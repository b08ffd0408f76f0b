//! User-interaction events delivered to the enhancement layer.
//!
//! Events are plain data so a whole interaction sequence can live in a JSON
//! script file and be replayed headlessly:
//!
//! ```json
//! [
//!   {"target": "association_select_search", "kind": "input", "value": "oak"},
//!   {"target": "association_select", "kind": "change", "value": "42"}
//! ]
//! ```
//!
//! `blur_settled` models the grace delay the floating dropdown keeps between
//! losing focus and hiding, so a click delivered in between still lands.

use serde::{Deserialize, Serialize};

use crate::error::{Result, UiError};
use crate::page::FileMeta;

#[derive(Debug, Clone, PartialEq, Serialize, Deserialize)]
pub struct Event {
    /// Element id the event targets. Empty for `page_load`.
    #[serde(default)]
    pub target: String,
    #[serde(flatten)]
    pub kind: EventKind,
}

#[derive(Debug, Clone, PartialEq, Serialize, Deserialize)]
#[serde(tag = "kind", rename_all = "snake_case")]
pub enum EventKind {
    /// Dispatched once by the engine after activation.
    PageLoad,
    /// A keystroke changed a text input to `value`.
    Input { value: String },
    /// A control settled on a new value. `value` is set when the user picked
    /// it natively; `None` when a script already wrote the value (synthetic
    /// change).
    Change {
        #[serde(default)]
        value: Option<String>,
    },
    Click,
    Focus,
    Blur,
    /// The blur grace delay elapsed.
    BlurSettled,
    DragOver,
    /// Covers both `dragleave` and `dragend`.
    DragLeave,
    /// Files dropped onto the target.
    Drop { files: Vec<FileMeta> },
    /// Files chosen through the native picker of a file input.
    FilesChosen { files: Vec<FileMeta> },
    Submit,
}

impl Event {
    pub fn new(target: impl Into<String>, kind: EventKind) -> Self {
        Self {
            target: target.into(),
            kind,
        }
    }

    pub fn page_load() -> Self {
        Self::new("", EventKind::PageLoad)
    }

    pub fn input(target: impl Into<String>, value: impl Into<String>) -> Self {
        Self::new(
            target,
            EventKind::Input {
                value: value.into(),
            },
        )
    }

    pub fn change(target: impl Into<String>, value: impl Into<String>) -> Self {
        Self::new(
            target,
            EventKind::Change {
                value: Some(value.into()),
            },
        )
    }

    pub fn synthetic_change(target: impl Into<String>) -> Self {
        Self::new(target, EventKind::Change { value: None })
    }

    pub fn click(target: impl Into<String>) -> Self {
        Self::new(target, EventKind::Click)
    }
}

/// Decode an event script (a JSON array of events).
pub fn parse_script(raw: &str) -> Result<Vec<Event>> {
    serde_json::from_str(raw).map_err(|e| UiError::script(e.to_string()))
}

----------------------------------------

* WHAT NEEDS TO BE DONE: Every line of the listing that includes the word "delay" must be copied.

* PROBLEM SOLUTION:
//! `blur_settled` models the grace delay the floating dropdown keeps between
    /// The blur grace delay elapsed.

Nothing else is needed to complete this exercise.